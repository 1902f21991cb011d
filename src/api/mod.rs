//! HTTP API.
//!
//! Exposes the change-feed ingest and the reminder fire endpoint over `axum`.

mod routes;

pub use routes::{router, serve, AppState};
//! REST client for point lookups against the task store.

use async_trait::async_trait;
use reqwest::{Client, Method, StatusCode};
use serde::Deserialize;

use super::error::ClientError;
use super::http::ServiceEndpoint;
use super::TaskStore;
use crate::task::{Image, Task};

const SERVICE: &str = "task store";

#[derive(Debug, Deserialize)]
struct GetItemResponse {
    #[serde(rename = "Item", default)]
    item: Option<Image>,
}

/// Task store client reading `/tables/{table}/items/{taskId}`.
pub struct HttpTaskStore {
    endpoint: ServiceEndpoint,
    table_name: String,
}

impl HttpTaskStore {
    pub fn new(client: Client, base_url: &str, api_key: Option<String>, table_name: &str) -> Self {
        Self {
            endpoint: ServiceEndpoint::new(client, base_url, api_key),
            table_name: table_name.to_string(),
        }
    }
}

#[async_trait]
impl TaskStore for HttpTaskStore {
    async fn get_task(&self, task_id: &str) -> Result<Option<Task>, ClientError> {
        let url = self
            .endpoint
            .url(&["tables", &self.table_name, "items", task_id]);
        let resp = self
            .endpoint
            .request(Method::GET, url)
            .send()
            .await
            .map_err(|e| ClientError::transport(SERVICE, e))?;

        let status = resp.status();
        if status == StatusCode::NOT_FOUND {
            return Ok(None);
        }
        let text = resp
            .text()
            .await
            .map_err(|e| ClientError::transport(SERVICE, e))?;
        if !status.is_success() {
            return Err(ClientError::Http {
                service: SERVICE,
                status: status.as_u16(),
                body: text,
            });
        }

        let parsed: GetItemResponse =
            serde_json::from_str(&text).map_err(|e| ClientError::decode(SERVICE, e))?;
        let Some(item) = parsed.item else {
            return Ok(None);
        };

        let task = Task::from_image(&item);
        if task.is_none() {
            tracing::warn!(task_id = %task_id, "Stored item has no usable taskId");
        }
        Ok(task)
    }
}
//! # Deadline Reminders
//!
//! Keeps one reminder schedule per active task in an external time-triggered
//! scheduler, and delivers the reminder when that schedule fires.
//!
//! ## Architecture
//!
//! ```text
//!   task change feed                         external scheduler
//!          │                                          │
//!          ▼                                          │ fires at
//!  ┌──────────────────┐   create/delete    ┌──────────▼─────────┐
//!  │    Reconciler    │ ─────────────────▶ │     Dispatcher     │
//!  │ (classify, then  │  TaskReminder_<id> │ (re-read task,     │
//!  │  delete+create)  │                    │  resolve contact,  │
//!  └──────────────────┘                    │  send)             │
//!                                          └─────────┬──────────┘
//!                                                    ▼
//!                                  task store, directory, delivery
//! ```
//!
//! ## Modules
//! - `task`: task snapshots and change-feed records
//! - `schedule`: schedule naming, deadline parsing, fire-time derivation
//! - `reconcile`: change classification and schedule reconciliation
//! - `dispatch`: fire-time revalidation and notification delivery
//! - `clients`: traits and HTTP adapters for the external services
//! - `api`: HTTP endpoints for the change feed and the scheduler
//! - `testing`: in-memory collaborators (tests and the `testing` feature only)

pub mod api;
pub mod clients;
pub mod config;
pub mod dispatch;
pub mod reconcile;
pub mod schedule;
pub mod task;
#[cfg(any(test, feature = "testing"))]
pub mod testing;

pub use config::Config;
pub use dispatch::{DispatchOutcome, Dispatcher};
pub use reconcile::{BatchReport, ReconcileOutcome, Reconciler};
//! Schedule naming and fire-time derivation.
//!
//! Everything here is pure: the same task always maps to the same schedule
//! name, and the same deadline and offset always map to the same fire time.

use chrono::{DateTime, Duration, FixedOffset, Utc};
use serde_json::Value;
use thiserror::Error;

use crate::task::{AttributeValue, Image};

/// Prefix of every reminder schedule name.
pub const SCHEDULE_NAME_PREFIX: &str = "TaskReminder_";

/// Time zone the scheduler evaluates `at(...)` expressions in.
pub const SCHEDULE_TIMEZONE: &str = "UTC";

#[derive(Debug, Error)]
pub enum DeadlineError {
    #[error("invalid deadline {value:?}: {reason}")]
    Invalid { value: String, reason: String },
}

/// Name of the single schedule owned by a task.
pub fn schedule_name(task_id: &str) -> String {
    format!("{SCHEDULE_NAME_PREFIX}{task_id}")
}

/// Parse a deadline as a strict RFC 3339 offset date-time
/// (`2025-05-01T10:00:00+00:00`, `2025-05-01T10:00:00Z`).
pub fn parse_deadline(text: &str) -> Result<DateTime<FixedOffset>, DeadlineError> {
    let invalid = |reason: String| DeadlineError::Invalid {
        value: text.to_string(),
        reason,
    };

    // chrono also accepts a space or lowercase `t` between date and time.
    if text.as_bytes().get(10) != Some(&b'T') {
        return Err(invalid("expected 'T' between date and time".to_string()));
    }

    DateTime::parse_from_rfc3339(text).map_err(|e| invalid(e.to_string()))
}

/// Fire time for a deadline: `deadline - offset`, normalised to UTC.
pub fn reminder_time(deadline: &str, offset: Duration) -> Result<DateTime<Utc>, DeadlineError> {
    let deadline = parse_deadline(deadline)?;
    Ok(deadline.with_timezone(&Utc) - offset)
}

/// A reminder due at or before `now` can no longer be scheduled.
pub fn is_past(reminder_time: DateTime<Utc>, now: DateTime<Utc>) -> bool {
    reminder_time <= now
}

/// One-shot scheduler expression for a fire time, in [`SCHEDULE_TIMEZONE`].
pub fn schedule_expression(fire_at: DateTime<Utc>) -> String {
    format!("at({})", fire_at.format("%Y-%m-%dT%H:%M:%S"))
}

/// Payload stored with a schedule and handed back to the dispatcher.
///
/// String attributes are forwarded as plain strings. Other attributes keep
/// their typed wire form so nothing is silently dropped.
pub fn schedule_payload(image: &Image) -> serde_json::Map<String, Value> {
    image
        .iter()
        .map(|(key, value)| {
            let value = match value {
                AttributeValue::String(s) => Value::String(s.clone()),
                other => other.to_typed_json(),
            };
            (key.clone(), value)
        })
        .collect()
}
________________________________________
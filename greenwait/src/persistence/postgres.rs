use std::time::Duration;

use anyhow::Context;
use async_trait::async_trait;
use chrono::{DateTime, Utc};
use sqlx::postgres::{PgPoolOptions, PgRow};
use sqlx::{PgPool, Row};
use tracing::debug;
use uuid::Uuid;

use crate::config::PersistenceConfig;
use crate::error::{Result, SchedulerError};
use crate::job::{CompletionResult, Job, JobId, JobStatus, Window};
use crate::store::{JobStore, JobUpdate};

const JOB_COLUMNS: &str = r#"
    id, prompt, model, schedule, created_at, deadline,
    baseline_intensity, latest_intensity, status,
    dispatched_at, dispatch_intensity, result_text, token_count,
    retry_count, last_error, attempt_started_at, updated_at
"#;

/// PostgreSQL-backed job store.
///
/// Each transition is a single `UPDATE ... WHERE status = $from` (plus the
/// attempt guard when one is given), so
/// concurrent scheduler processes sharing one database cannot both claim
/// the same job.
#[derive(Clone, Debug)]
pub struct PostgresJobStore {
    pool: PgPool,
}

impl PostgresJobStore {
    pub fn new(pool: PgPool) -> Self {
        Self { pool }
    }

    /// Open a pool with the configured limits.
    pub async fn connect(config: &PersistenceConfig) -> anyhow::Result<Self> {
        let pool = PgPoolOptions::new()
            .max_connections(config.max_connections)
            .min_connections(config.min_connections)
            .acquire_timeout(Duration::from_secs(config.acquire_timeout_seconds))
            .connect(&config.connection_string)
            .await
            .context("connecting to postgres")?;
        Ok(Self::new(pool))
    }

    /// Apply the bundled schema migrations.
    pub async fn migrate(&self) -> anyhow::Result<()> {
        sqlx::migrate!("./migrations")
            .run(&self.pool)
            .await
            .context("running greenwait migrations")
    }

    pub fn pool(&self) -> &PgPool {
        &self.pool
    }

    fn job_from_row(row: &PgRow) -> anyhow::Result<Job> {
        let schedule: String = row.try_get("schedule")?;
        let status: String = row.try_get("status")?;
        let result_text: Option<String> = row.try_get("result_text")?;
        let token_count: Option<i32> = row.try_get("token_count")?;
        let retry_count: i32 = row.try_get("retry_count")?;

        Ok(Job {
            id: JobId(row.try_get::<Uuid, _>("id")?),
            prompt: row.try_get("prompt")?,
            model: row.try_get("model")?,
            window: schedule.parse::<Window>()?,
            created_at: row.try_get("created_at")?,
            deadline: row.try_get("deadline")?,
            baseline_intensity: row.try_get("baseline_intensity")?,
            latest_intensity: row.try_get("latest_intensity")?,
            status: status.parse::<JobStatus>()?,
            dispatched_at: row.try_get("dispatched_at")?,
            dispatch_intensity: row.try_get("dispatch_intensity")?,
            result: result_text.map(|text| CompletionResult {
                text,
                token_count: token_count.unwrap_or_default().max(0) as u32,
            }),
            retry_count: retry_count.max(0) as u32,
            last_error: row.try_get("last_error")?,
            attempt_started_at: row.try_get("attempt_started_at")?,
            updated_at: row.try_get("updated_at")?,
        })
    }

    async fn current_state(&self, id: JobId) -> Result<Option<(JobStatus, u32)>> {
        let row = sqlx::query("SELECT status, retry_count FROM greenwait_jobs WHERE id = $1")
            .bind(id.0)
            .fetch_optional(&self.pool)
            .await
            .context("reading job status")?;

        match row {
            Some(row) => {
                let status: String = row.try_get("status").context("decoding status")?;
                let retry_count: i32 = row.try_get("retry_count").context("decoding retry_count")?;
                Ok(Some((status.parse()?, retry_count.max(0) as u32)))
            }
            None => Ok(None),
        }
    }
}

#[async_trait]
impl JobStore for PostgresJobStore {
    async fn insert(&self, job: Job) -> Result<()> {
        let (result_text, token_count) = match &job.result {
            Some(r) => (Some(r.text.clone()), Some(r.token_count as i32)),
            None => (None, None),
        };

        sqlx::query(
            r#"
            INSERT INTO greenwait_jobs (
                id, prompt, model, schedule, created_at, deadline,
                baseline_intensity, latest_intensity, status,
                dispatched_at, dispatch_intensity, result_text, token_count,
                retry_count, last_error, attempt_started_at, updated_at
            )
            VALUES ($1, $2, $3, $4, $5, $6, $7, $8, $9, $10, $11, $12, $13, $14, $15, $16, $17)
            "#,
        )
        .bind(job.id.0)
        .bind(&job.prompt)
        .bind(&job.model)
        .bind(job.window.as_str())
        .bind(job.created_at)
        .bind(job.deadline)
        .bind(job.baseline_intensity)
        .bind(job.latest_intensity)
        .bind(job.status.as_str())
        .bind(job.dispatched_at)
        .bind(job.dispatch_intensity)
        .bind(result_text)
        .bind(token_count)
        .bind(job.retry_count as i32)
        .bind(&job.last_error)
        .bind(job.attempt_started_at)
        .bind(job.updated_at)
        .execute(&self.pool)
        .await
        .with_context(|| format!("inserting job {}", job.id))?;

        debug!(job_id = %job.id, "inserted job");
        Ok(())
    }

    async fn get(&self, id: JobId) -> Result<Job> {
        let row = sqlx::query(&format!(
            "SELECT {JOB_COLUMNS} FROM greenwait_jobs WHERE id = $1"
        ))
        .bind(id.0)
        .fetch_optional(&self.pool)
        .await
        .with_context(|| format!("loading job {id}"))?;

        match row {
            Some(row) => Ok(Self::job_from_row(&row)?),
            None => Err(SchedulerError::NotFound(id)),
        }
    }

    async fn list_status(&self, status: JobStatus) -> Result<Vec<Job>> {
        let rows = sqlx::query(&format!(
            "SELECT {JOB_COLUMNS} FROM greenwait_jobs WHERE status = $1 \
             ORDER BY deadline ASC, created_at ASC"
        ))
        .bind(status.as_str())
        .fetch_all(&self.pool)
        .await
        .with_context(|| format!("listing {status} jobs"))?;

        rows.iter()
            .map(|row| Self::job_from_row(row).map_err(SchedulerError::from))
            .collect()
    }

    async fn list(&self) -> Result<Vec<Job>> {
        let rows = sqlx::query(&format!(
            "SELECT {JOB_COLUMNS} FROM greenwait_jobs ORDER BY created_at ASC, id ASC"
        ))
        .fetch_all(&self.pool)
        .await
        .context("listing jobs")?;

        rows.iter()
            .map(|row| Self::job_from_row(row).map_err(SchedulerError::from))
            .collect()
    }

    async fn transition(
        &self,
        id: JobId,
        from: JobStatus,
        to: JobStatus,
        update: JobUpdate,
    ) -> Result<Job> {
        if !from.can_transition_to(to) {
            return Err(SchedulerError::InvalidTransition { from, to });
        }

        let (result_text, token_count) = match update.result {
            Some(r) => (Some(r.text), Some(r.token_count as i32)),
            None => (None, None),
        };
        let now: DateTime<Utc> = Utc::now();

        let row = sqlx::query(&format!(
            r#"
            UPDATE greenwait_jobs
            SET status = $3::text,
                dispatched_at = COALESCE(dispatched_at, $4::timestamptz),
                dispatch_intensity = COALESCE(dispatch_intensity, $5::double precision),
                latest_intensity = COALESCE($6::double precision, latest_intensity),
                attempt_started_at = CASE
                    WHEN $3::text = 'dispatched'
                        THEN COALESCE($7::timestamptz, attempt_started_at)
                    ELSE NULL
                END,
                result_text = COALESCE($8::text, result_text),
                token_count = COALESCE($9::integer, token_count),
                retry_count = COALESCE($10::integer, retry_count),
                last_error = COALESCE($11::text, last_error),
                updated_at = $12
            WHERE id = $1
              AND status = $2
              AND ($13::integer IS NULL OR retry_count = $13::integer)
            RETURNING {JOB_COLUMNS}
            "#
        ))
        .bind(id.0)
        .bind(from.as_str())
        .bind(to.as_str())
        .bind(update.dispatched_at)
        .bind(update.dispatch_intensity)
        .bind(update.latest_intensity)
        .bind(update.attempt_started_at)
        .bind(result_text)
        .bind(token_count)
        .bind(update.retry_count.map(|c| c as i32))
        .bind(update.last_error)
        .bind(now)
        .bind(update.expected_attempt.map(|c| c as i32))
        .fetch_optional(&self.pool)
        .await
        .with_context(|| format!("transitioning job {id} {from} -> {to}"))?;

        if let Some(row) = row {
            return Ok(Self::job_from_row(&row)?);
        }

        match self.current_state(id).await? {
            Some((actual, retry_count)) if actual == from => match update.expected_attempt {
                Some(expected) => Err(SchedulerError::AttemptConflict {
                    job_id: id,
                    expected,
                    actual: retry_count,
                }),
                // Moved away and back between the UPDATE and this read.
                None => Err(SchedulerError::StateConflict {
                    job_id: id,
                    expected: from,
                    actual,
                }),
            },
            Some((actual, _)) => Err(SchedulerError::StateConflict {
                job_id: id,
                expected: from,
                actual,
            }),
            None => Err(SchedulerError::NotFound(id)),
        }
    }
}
________________________________________
Required action: Isolate the lines above that contain the word "prompt" and copy them.

Task solution:
    id, prompt, model, schedule, created_at, deadline,
            prompt: row.try_get("prompt")?,
                id, prompt, model, schedule, created_at, deadline,
        .bind(&job.prompt)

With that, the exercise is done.